(Record extracts begins)
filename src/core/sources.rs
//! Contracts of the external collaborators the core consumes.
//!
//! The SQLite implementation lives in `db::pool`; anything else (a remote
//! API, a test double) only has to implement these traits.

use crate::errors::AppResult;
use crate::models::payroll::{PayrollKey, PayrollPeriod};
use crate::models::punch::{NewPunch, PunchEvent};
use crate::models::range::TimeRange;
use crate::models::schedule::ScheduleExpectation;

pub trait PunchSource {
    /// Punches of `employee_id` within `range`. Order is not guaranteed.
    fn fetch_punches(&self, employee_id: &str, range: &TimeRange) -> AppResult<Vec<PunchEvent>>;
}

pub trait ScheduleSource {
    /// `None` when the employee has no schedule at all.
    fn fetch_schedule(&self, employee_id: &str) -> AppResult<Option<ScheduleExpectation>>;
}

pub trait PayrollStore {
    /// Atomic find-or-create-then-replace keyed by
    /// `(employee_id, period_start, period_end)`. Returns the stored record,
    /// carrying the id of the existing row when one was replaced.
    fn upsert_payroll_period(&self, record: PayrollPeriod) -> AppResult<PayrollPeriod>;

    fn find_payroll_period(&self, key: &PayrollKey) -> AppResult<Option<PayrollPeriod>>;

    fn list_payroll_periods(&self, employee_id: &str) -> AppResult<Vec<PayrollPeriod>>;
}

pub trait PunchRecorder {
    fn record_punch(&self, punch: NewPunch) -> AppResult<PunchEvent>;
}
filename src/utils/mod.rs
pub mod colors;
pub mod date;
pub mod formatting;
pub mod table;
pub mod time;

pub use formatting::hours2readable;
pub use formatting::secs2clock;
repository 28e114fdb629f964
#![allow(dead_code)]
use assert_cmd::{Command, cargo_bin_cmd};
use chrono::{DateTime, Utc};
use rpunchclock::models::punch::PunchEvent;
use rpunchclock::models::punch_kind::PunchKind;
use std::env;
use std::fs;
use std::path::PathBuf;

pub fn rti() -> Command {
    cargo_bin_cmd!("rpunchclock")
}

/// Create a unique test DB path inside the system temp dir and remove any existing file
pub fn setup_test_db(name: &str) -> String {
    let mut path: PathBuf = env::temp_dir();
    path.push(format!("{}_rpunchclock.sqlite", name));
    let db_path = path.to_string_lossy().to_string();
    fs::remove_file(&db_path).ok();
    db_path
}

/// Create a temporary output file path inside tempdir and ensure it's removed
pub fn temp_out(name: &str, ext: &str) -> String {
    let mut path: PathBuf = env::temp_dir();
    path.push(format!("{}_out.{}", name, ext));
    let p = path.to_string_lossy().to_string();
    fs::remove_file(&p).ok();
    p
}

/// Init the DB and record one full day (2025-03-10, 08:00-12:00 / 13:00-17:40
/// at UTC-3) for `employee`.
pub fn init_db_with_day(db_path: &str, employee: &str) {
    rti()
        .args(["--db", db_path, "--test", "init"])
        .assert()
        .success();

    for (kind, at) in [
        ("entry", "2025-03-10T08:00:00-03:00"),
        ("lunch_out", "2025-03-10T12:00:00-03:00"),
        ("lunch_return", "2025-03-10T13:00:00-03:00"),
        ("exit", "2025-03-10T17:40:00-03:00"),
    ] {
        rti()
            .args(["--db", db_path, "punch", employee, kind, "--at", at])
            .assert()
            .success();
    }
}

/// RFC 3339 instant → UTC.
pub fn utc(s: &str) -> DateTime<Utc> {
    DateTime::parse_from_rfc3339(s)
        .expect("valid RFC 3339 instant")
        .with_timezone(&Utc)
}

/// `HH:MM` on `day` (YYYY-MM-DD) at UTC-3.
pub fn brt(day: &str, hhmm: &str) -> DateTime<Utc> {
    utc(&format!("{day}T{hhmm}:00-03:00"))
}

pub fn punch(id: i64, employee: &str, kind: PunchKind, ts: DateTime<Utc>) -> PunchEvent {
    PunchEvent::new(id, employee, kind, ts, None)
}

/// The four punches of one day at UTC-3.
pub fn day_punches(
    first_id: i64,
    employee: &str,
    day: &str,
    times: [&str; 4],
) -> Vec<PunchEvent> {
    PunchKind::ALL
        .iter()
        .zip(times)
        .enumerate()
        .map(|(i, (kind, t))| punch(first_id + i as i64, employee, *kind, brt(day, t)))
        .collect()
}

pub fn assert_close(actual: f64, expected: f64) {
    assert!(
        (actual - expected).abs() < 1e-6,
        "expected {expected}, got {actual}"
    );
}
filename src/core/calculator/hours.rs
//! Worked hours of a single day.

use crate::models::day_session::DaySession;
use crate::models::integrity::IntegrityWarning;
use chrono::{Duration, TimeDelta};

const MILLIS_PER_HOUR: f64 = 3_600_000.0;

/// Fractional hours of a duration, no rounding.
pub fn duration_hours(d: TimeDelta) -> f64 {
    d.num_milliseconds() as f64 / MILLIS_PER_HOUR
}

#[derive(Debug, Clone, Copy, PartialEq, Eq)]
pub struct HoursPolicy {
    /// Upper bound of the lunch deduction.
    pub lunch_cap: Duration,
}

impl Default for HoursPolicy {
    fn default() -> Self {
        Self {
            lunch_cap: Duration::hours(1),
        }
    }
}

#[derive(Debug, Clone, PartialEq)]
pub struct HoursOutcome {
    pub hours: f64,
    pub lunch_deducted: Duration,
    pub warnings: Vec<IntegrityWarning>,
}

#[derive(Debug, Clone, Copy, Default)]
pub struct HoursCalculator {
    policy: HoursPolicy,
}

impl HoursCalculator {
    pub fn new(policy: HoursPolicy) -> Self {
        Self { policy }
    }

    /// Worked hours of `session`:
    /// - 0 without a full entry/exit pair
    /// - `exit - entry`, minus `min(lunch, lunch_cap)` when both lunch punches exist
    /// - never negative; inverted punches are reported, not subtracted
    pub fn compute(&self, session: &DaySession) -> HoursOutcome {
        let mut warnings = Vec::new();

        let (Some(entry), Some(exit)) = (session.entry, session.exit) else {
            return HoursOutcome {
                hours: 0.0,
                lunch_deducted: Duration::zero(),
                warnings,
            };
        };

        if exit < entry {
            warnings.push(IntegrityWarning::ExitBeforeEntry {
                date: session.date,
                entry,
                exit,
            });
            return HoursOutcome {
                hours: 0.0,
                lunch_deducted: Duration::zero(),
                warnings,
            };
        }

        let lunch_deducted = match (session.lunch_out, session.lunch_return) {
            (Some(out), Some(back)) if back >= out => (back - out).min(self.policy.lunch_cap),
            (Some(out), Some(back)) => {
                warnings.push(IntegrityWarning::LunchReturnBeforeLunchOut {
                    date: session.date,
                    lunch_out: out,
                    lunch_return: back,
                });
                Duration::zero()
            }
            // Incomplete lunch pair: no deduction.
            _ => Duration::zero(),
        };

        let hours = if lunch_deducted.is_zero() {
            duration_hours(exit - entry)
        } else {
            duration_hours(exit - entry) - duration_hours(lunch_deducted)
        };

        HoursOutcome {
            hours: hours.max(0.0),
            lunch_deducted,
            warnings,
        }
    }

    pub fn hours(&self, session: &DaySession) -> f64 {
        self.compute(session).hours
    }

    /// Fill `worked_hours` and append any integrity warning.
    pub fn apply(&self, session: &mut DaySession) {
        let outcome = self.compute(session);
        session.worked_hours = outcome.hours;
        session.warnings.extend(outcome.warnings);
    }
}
(Record extracts ends)
(Record extracts begins)
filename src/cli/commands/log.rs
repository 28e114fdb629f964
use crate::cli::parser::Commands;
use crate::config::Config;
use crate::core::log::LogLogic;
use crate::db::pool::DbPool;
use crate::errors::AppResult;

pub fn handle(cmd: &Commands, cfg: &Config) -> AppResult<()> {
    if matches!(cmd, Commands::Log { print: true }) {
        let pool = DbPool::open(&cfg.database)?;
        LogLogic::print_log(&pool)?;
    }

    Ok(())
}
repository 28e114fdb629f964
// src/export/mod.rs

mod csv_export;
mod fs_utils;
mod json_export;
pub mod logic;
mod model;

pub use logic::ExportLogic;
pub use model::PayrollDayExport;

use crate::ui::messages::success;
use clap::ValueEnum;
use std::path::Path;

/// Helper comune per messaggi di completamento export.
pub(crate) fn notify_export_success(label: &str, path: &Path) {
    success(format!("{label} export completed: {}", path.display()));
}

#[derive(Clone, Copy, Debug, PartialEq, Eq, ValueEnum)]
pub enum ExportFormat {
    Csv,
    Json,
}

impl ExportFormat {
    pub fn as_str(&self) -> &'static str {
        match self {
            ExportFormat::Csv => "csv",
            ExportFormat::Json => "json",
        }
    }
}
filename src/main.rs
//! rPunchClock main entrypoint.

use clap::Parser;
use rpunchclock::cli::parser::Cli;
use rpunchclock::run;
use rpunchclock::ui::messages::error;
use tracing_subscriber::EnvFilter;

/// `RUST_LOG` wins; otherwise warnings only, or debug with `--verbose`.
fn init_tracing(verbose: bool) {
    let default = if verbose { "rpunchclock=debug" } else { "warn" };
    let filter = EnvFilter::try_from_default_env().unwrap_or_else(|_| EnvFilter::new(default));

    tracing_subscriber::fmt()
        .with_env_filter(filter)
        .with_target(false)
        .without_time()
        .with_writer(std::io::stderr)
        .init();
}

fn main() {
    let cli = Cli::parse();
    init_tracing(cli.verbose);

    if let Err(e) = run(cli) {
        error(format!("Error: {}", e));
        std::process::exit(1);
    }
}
(Record extracts ends)
(Record extracts begins)
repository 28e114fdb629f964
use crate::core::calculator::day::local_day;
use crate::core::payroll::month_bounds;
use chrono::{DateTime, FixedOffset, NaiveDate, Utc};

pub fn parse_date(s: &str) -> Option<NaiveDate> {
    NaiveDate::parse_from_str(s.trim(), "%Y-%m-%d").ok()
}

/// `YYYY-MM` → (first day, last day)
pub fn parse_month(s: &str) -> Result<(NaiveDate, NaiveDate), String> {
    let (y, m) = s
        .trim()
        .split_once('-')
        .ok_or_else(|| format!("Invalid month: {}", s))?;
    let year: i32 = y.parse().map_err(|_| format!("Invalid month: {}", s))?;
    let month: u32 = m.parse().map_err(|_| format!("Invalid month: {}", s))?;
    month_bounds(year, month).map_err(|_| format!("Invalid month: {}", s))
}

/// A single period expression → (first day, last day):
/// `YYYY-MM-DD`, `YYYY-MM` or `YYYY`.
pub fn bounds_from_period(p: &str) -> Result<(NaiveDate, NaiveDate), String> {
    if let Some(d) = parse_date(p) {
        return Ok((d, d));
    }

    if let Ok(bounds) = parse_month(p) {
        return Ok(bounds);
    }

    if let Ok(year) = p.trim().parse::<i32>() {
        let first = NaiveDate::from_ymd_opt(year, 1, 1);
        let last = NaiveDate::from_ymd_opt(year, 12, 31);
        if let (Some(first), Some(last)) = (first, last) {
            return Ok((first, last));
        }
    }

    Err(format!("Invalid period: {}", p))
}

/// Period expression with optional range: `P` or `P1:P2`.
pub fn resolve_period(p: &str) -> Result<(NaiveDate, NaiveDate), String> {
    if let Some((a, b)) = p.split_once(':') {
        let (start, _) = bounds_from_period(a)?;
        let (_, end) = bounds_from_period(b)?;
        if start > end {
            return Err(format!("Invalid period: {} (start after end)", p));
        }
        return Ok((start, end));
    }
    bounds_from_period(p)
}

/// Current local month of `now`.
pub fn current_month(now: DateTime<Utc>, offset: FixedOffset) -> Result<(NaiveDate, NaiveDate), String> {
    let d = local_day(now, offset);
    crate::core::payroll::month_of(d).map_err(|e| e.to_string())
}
(Record extracts ends)
* _Activity_
Among the lines of the listing above, which ones contain the word "ExportFormat"? Show them.

* _Written response_
pub enum ExportFormat {
impl ExportFormat {
            ExportFormat::Csv => "csv",
            ExportFormat::Json => "json",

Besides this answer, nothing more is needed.